Xianqiang Liu ^1,2 Xiaowei Xi ³ Shengshan Xu ^1* Hongyu Chu ⁴ Penghui Hu ⁵ Dong Li ⁶ Bin Zhang ⁷ Hejie Liu ¹ Tianxiao Jiang ⁸ Zhuming Lu ¹

• ¹ Department of Thoracic Surgery, Jiangmen Central Hospital, Jiangmen, China
• ² People's Liberation Army General Hospital, Beijing, China
• ³ TUM school of Medicine and Health, Munich, Germany
• ⁴ Department of Gastrointestinal, Colorectal and Anal Surgery, China-Japan Union Hospital of Jilin University, Changchun, Hebei Province, China
• ⁵ Scientific Research and Education Department, Jiangmen Central Hospital, Jiangmen, China
• ⁶ Department of Intensive Care Unit and Clinical Experimental Center, Jiangmen Central Hospital, Jiangmen, China
• ⁷ Department of Cardiovascular Disease and Clinical Experimental Center, Jiangmen Central Hospital, Jiangmen, China
• ⁸ Department of General, Visceral, and Transplant Surgery, Ludwig-Maximilians-University Munich, Munich, Germany

Lung cancer continues to be a major contributor to cancer-related deaths globally.
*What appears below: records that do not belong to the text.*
pub mod catalog;
pub mod playlist_io;
pub mod scanner;
pub mod search_engine;
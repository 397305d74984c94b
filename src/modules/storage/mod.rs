pub mod json_backend;
pub mod persistence;
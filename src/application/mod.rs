pub mod app;
pub mod config;
pub mod handlers;
pub mod state;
Recent advances in immunotherapy have introduced promising treatments targeting T cell functionality. Central to the efficacy of these therapies is the role of T cells, which are often rendered dysfunctional due to continuous antigenic stimulation in the tumor microenvironment–a condition referred to as T cell exhaustion. This review addresses the critical challenge of T cell exhaustion in non-small cell lung cancer (NSCLC), offering a detailed examination of its molecular underpinnings and the resultant therapeutic ineffectiveness. We synthesize current knowledge on the drivers of T cell exhaustion, evaluate emerging strategies for its reversal, and explore the potential impact of these insights for enhancing the clinical efficacy of immunotherapies. By consolidating reported clinical trials and preclinical studies, this article highlights innovative approaches to modulate immune responses and improve patient outcomes, thus providing a roadmap for future research and therapeutic development in lung cancer immunotherapy.